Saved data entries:
________________________________________

impl QueryCache {
    pub fn new(catalog: Arc<dyn MovieCatalog>, stale_time: Duration, capacity: usize) -> Self {
        Self {
            catalog,
            entries: Mutex::new(HashMap::new()),
            stale_time,
            capacity: capacity.max(1),
            next_token: AtomicU64::new(1),
        }
    }

    fn lock(&self) -> MutexGuard<'_, HashMap<QueryKey, Entry>> {
        self.entries.lock().unwrap_or_else(|e| e.into_inner())
    }

    fn next_token(&self) -> u64 {
        self.next_token.fetch_add(1, Ordering::Relaxed)
    }

    // ========================================================================
    // SINGLE-PAGE QUERIES
    // ========================================================================

    /// Return fresh cached data, or run `fetcher` once for every concurrent
    /// caller of `key` and return the settled state.
    pub async fn fetch<F, Fut>(self: &Arc<Self>, key: QueryKey, fetcher: F) -> QueryState<QueryData>
    where
        F: FnOnce(Arc<dyn MovieCatalog>) -> Fut + Send,
        Fut: Future<Output = CatalogResult<QueryData>> + Send + 'static,
    {
        self.run(key, false, fetcher).await
    }

    /// Fetch again even when fresh. From `error` this is the manual retry.
    pub async fn refetch<F, Fut>(self: &Arc<Self>, key: QueryKey, fetcher: F) -> QueryState<QueryData>
    where
        F: FnOnce(Arc<dyn MovieCatalog>) -> Fut + Send,
        Fut: Future<Output = CatalogResult<QueryData>> + Send + 'static,
    {
        self.run(key, true, fetcher).await
    }

    async fn run<F, Fut>(self: &Arc<Self>, key: QueryKey, force: bool, fetcher: F) -> QueryState<QueryData>
    where
        F: FnOnce(Arc<dyn MovieCatalog>) -> Fut + Send,
        Fut: Future<Output = CatalogResult<QueryData>> + Send + 'static,
    {
        let decision = {
            let mut entries = self.lock();
            let token = self.next_token();
            let entry = entries.entry(key.clone()).or_insert_with(Entry::new);
            entry.last_accessed = Instant::now();

            let decision = if entry.in_flight.is_some() {
                Decision::Wait(entry.state.subscribe())
            } else if !force && (entry.is_fresh(self.stale_time) || entry.holds_error()) {
                Decision::Ready(entry.current())
            } else {
                entry.begin_fetch(token);
                Decision::Start(token, entry.state.subscribe())
            };
            self.evict_locked(&mut entries);
            decision
        };

        match decision {
            Decision::Ready(state) => state,
            Decision::Wait(rx) => {
                log::debug!("[QUERY] {} joined in-flight fetch", key);
                self.wait_settled(&key, rx).await
            }
            Decision::Start(token, rx) => {
                log::debug!("[QUERY] {} fetching", key);
                let fut = fetcher(Arc::clone(&self.catalog));
                let cache = Arc::clone(self);
                let task_key = key.clone();
                tokio::spawn(async move {
                    let result = fut.await;
                    cache.settle(&task_key, token, result);
                });
                self.wait_settled(&key, rx).await
            }
        }
    }

    fn settle(&self, key: &QueryKey, token: u64, result: CatalogResult<QueryData>) {
        let mut entries = self.lock();
        let Some(entry) = Self::claim(&mut entries, key, token) else {
            return;
        };

        match result {
            Ok(data) => {
                entry.fetched_at = Some(Instant::now());
                entry.state.send_modify(|state| {
                    state.status = QueryStatus::Success;
                    state.data = Some(data);
                    state.error = None;
                    state.is_fetching = false;
                    state.updated_at = Some(Utc::now());
                });
            }
            Err(err) => Self::fail(entry, key, err),
        }
    }

    /// The entry for `key` if `token` is still its in-flight fetch
    fn claim<'a>(
        entries: &'a mut HashMap<QueryKey, Entry>,
        key: &QueryKey,
        token: u64,
    ) -> Option<&'a mut Entry> {
        match entries.get_mut(key) {
            Some(entry) if entry.in_flight == Some(token) => {
                entry.in_flight = None;
                Some(entry)
            }
            _ => {
                log::debug!("[QUERY] {} result dropped: {}", key, CatalogError::StaleResultDiscarded);
                None
            }
        }
    }

    fn fail(entry: &mut Entry, key: &QueryKey, err: CatalogError) {
        log::warn!("[QUERY] {} failed: {}", key, err);
        entry.state.send_modify(|state| {
            state.status = QueryStatus::Error;
            state.error = Some(err);
            state.is_fetching = false;
            state.updated_at = Some(Utc::now());
        });
    }

    async fn wait_settled(
        &self,
        key: &QueryKey,
        mut rx: watch::Receiver<QueryState<QueryData>>,
    ) -> QueryState<QueryData> {
        let settled = match rx.wait_for(|state| !state.is_fetching).await {
            Ok(state) => Some((*state).clone()),
            Err(_) => None,
        };
        // Entry removed while waiting: report whatever the key holds now
        settled.unwrap_or_else(|| self.peek(key))
    }

    // ========================================================================
    // INFINITE QUERIES
    // ========================================================================

    /// Load the first page of an infinite query if nothing fresh is cached.
    /// A stale sequence restarts from page 1 while the old pages stay visible.
    pub async fn fetch_infinite<F, Fut>(
        self: &Arc<Self>,
        key: QueryKey,
        fetch_page: F,
    ) -> QueryState<QueryData>
    where
        F: FnOnce(Arc<dyn MovieCatalog>, u32) -> Fut + Send,
        Fut: Future<Output = CatalogResult<MoviePage>> + Send + 'static,
    {
        self.run_infinite(key, false, fetch_page).await
    }

    /// Restart an infinite query from page 1. From `error` this is the manual retry.
    pub async fn refetch_infinite<F, Fut>(
        self: &Arc<Self>,
        key: QueryKey,
        fetch_page: F,
    ) -> QueryState<QueryData>
    where
        F: FnOnce(Arc<dyn MovieCatalog>, u32) -> Fut + Send,
        Fut: Future<Output = CatalogResult<MoviePage>> + Send + 'static,
    {
        self.run_infinite(key, true, fetch_page).await
    }

    async fn run_infinite<F, Fut>(
        self: &Arc<Self>,
        key: QueryKey,
        force: bool,
        fetch_page: F,
    ) -> QueryState<QueryData>
    where
        F: FnOnce(Arc<dyn MovieCatalog>, u32) -> Fut + Send,
        Fut: Future<Output = CatalogResult<MoviePage>> + Send + 'static,
    {
        let decision = {
            let mut entries = self.lock();
            let token = self.next_token();
            let entry = entries.entry(key.clone()).or_insert_with(Entry::new);
            entry.last_accessed = Instant::now();

            let has_pages = entry
                .state
                .borrow()
                .data
                .as_ref()
                .and_then(QueryData::as_infinite)
                .map(|p| !p.pages.is_empty())
                .unwrap_or(false);

            let decision = if entry.in_flight.is_some() {
                Decision::Wait(entry.state.subscribe())
            } else if !force
                && (entry.holds_error() || (has_pages && entry.is_fresh(self.stale_time)))
            {
                Decision::Ready(entry.current())
            } else {
                entry.begin_fetch(token);
                Decision::Start(token, entry.state.subscribe())
            };
            self.evict_locked(&mut entries);
            decision
        };

        self.drive_page(key, decision, 1, PageMerge::Reset, fetch_page)
            .await
    }

    /// Append the page after the last fetched one.
    ///
    /// No network call is made when the last page reports no successor or
    /// when a fetch for `key` is already in flight (the caller then awaits
    /// that fetch instead).
    pub async fn fetch_next_page<F, Fut>(
        self: &Arc<Self>,
        key: QueryKey,
        fetch_page: F,
    ) -> QueryState<QueryData>
    where
        F: FnOnce(Arc<dyn MovieCatalog>, u32) -> Fut + Send,
        Fut: Future<Output = CatalogResult<MoviePage>> + Send + 'static,
    {
        let (decision, next_page) = {
            let mut entries = self.lock();
            let token = self.next_token();
            let entry = entries.entry(key.clone()).or_insert_with(Entry::new);
            entry.last_accessed = Instant::now();

            let (last_page, has_next) = {
                let state = entry.state.borrow();
                let position = match state.data.as_ref().and_then(QueryData::as_infinite) {
                    Some(pages) => (pages.last_page().map(|p| p.page), pages.has_next_page),
                    None => (None, true),
                };
                position
            };
            let next_page = last_page.map(|p| p + 1).unwrap_or(1);

            let decision = if entry.in_flight.is_some() {
                Decision::Wait(entry.state.subscribe())
            } else if last_page.is_some() && !has_next {
                Decision::Ready(entry.current())
            } else {
                entry.begin_fetch(token);
                Decision::Start(token, entry.state.subscribe())
            };
            self.evict_locked(&mut entries);
            (decision, next_page)
        };

        self.drive_page(key, decision, next_page, PageMerge::Append, fetch_page)
            .await
    }

    async fn drive_page<F, Fut>(
        self: &Arc<Self>,
        key: QueryKey,
        decision: Decision,
        page: u32,
        merge: PageMerge,
        fetch_page: F,
    ) -> QueryState<QueryData>
    where
        F: FnOnce(Arc<dyn MovieCatalog>, u32) -> Fut + Send,
        Fut: Future<Output = CatalogResult<MoviePage>> + Send + 'static,
    {
        match decision {
            Decision::Ready(state) => state,
            Decision::Wait(rx) => {
                log::debug!("[QUERY] {} joined in-flight page fetch", key);
                self.wait_settled(&key, rx).await
            }
            Decision::Start(token, rx) => {
                log::debug!("[QUERY] {} fetching page {}", key, page);
                let fut = fetch_page(Arc::clone(&self.catalog), page);
                let cache = Arc::clone(self);
                let task_key = key.clone();
                tokio::spawn(async move {
                    let result = fut.await;
                    cache.settle_page(&task_key, token, merge, result);
                });
                self.wait_settled(&key, rx).await
            }
        }
    }

    fn settle_page(
        &self,
        key: &QueryKey,
        token: u64,
        merge: PageMerge,
        result: CatalogResult<MoviePage>,
    ) {
        let mut entries = self.lock();
        let Some(entry) = Self::claim(&mut entries, key, token) else {
            return;
        };

        match result {
            Ok(page) => {
                entry.fetched_at = Some(Instant::now());
                entry.state.send_modify(|state| {
                    let mut pages = match (merge, state.data.take()) {
                        (PageMerge::Append, Some(QueryData::Infinite(pages))) => pages,
                        _ => InfinitePages::default(),
                    };
                    pages.push(page);
                    state.status = QueryStatus::Success;
                    state.data = Some(QueryData::Infinite(pages));
                    state.error = None;
                    state.is_fetching = false;
                    state.updated_at = Some(Utc::now());
                });
            }
            // Pages fetched so far stay in place
            Err(err) => Self::fail(entry, key, err),
        }
    }

    // ========================================================================
    // OBSERVATION AND HOUSEKEEPING
    // ========================================================================

    /// Current state of `key` without fetching
    pub fn peek(&self, key: &QueryKey) -> QueryState<QueryData> {
        self.lock()
            .get(key)
            .map(Entry::current)
            .unwrap_or_else(QueryState::idle)
    }

    /// Watch every state transition of `key`
    pub fn subscribe(&self, key: &QueryKey) -> watch::Receiver<QueryState<QueryData>> {
        let mut entries = self.lock();
        let entry = entries.entry(key.clone()).or_insert_with(Entry::new);
        entry.last_accessed = Instant::now();
        entry.state.subscribe()
    }

    /// Mark `key` stale so the next read fetches again, errored or not. Data stays visible.
    pub fn invalidate(&self, key: &QueryKey) {
        if let Some(entry) = self.lock().get_mut(key) {
            entry.fetched_at = None;
            entry.invalidated = true;
        }
    }

    /// Drop every entry fetched in `language`. In-flight results for those
    /// keys are discarded when they arrive.
    pub fn invalidate_language(&self, language: &str) -> usize {
        let mut entries = self.lock();
        let before = entries.len();
        entries.retain(|key, _| key.language != language);
        let removed = before - entries.len();
        log::info!("[QUERY] invalidated {} entries for language {}", removed, language);
        removed
    }

    pub fn invalidate_all(&self) {
        self.lock().clear();
        log::info!("[QUERY] cache cleared");
    }

    pub fn remove(&self, key: &QueryKey) -> bool {
        self.lock().remove(key).is_some()
    }

    pub fn len(&self) -> usize {
        self.lock().len()
    }

    pub fn is_empty(&self) -> bool {
        self.lock().is_empty()
    }

    /// Evict least recently used entries that nobody is fetching or watching
    fn evict_locked(&self, entries: &mut HashMap<QueryKey, Entry>) {
        if entries.len() <= self.capacity {
            return;
        }

        let mut candidates: Vec<(QueryKey, Instant)> = entries
            .iter()
            .filter(|(_, e)| e.in_flight.is_none() && e.state.receiver_count() == 0)
            .map(|(k, e)| (k.clone(), e.last_accessed))
            .collect();
        candidates.sort_by_key(|(_, accessed)| *accessed);

        let excess = entries.len() - self.capacity;
        for (key, _) in candidates.into_iter().take(excess) {
            log::debug!("[QUERY] evicted {}", key);
            entries.remove(&key);
        }
    }
}
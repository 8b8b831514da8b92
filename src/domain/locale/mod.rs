pub mod languages;
pub mod routing;

pub use languages::{
    canonical_ui_language, find_ui_language, is_content_language, DetectedLocale, UiLanguage, CONTENT_LANGUAGES,
    DEFAULT_CONTENT_LANGUAGE, DEFAULT_REGION, UI_LANGUAGES,
};
pub use routing::{ensure_locale_prefix, locale_from_path, localized_route, Route};

use serde::{Deserialize, Serialize};

/// The two independent language settings a user controls.
/// `system_language` picks interface strings, `movie_language` the catalog content language.
#[derive(Debug, Clone, PartialEq, Eq, Serialize, Deserialize)]
pub struct LocalePreference {
    pub system_language: String,
    pub movie_language: String,
}

impl Default for LocalePreference {
    fn default() -> Self {
        Self::with_fallback(DEFAULT_CONTENT_LANGUAGE)
    }
}

impl LocalePreference {
    pub fn with_fallback(fallback: &str) -> Self {
        Self {
            system_language: fallback.to_string(),
            movie_language: fallback.to_string(),
        }
    }
}
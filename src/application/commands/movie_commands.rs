// src/application/commands/movie_commands.rs
//
// Movie Command Handlers
//
// RULES:
// - Accept plain arguments
// - Read through the query layer only
// - Return DTOs
// - Never contain business logic

use crate::application::{dto::*, error_handling::ErrorResponse, state::AppState};
use crate::domain::{image_url, ImageSize, SortContext};
use crate::integrations::MovieListKind;

fn parse_kind(kind: &str) -> Result<MovieListKind, ErrorResponse> {
    kind.parse::<MovieListKind>().map_err(ErrorResponse::from)
}

/// One page of a listing ("popular", "now_playing", "upcoming")
pub async fn list_movies(
    state: &AppState,
    kind: &str,
    page: u32,
) -> Result<QueryStateDto<MoviePageDto>, ErrorResponse> {
    let kind = parse_kind(kind)?;
    let result = state.queries.movie_list(kind, page).await;
    Ok(QueryStateDto::from_state(result, MoviePageDto::from))
}

/// Manual retry of a listing page
pub async fn retry_list_movies(
    state: &AppState,
    kind: &str,
    page: u32,
) -> Result<QueryStateDto<MoviePageDto>, ErrorResponse> {
    let kind = parse_kind(kind)?;
    let result = state.queries.retry_movie_list(kind, page).await;
    Ok(QueryStateDto::from_state(result, MoviePageDto::from))
}

/// Listing as an infinite feed; `more` appends the next page
pub async fn browse_movies(
    state: &AppState,
    kind: &str,
    more: bool,
) -> Result<QueryStateDto<MovieFeedDto>, ErrorResponse> {
    let kind = parse_kind(kind)?;
    let result = if more {
        state.queries.browse_next_page(kind).await
    } else {
        state.queries.browse(kind).await
    };
    Ok(QueryStateDto::from_state(result, MovieFeedDto::from))
}

/// Restart a listing feed from its first page
pub async fn retry_browse_movies(
    state: &AppState,
    kind: &str,
) -> Result<QueryStateDto<MovieFeedDto>, ErrorResponse> {
    let kind = parse_kind(kind)?;
    let result = state.queries.retry_browse(kind).await;
    Ok(QueryStateDto::from_state(result, MovieFeedDto::from))
}

pub async fn get_movie_details(state: &AppState, movie_id: i64) -> QueryStateDto<MovieDetailDto> {
    let result = state.queries.movie_details(movie_id).await;
    QueryStateDto::from_state(result, MovieDetailDto::from)
}

pub async fn retry_movie_details(state: &AppState, movie_id: i64) -> QueryStateDto<MovieDetailDto> {
    let result = state.queries.retry_movie_details(movie_id).await;
    QueryStateDto::from_state(result, MovieDetailDto::from)
}

/// Top-billed cast, at most `limit` members
pub async fn get_movie_cast(
    state: &AppState,
    movie_id: i64,
    limit: usize,
) -> QueryStateDto<Vec<CastMemberDto>> {
    let result = state.queries.movie_credits(movie_id).await;
    QueryStateDto::from_state(result, |credits| {
        let mut cast = credits.cast;
        cast.sort_by_key(|member| member.order);
        cast.into_iter()
            .take(limit)
            .map(|member| CastMemberDto {
                profile_url: image_url(member.profile_path.as_deref(), ImageSize::W500),
                name: member.name,
                character: member.character,
            })
            .collect()
    })
}

pub async fn get_movie_trailers(state: &AppState, movie_id: i64) -> QueryStateDto<Vec<TrailerDto>> {
    let result = state.queries.movie_videos(movie_id).await;
    QueryStateDto::from_state(result, trailers)
}

pub async fn get_movie_reviews(
    state: &AppState,
    movie_id: i64,
    page: u32,
) -> QueryStateDto<ReviewPageDto> {
    let result = state.queries.movie_reviews(movie_id, page).await;
    QueryStateDto::from_state(result, ReviewPageDto::from)
}

/// Search feed sorted by the search sort preference.
/// Blank text answers `idle` with no movies.
pub async fn search_movies(state: &AppState, query: &str, more: bool) -> QueryStateDto<MovieFeedDto> {
    let result = if more {
        state.queries.search_next_page(query).await
    } else {
        state.queries.search_movies(query).await
    };
    let sort = state.sort.get_sort(SortContext::Search);
    QueryStateDto::from_state(result, |results| MovieFeedDto::from(results.sorted_by(sort)))
}

/// Restart a search from its first page
pub async fn retry_search_movies(state: &AppState, query: &str) -> QueryStateDto<MovieFeedDto> {
    let result = state.queries.retry_search_movies(query).await;
    let sort = state.sort.get_sort(SortContext::Search);
    QueryStateDto::from_state(result, |results| MovieFeedDto::from(results.sorted_by(sort)))
}

#[cfg(test)]
mod tests {
    use std::sync::Arc;

    use super::*;
    use crate::config::AppConfig;
    use crate::events::EventBus;
    use crate::repositories::InMemoryKeyValueStorage;
    use crate::services::test_support::FakeCatalog;
    use crate::services::QueryStatus;

    fn state() -> AppState {
        AppState::assemble(
            &AppConfig::default(),
            Arc::new(FakeCatalog::new().with_movie(8, "Heat", 40.0, "1995-12-15")),
            Arc::new(InMemoryKeyValueStorage::new()),
            Arc::new(EventBus::new()),
        )
    }

    #[tokio::test]
    async fn test_list_movies_rejects_unknown_kind() {
        let state = state();
        let err = list_movies(&state, "trending", 1).await.unwrap_err();
        assert_eq!(err.error_type, crate::application::ErrorType::BadRequest);
    }

    #[tokio::test]
    async fn test_list_movies_builds_image_urls() {
        let state = state();
        let dto = list_movies(&state, "popular", 1).await.unwrap();

        assert_eq!(dto.status, QueryStatus::Success);
        let page = dto.data.unwrap();
        assert!(page.has_next_page);
        assert_eq!(page.movies.len(), 20);
        assert!(page.movies[0].poster_url.is_none());
    }

    #[tokio::test]
    async fn test_details_map_to_dto() {
        let state = state();
        let dto = get_movie_details(&state, 8).await;

        let detail = dto.data.unwrap();
        assert_eq!(detail.title, "Heat");
        assert_eq!(detail.runtime, Some(100));
        assert!(dto.error.is_none());
    }

    #[tokio::test]
    async fn test_blank_search_is_idle() {
        let state = state();
        let dto = search_movies(&state, "  ", false).await;

        assert_eq!(dto.status, QueryStatus::Idle);
        assert!(dto.data.unwrap().movies.is_empty());
    }

    #[tokio::test]
    async fn test_browse_appends_pages() {
        let state = state();
        browse_movies(&state, "now_playing", false).await.unwrap();
        let dto = browse_movies(&state, "now_playing", true).await.unwrap();

        let feed = dto.data.unwrap();
        assert_eq!(feed.pages_loaded, 2);
        assert_eq!(feed.movies.len(), 40);
    }

    #[tokio::test]
    async fn test_retry_restarts_feeds_from_first_page() {
        let state = state();
        browse_movies(&state, "upcoming", false).await.unwrap();
        browse_movies(&state, "upcoming", true).await.unwrap();

        let feed = retry_browse_movies(&state, "upcoming").await.unwrap().data.unwrap();
        assert_eq!(feed.pages_loaded, 1);

        let search = retry_search_movies(&state, "heat").await;
        assert_eq!(search.status, QueryStatus::Success);
        assert_eq!(search.data.unwrap().pages_loaded, 1);
    }
}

________________________________________

How to complete this task
With "position" as the string to match, show every line of the entries above that has it.

Answer space
                let position = match state.data.as_ref().and_then(QueryData::as_infinite) {
                position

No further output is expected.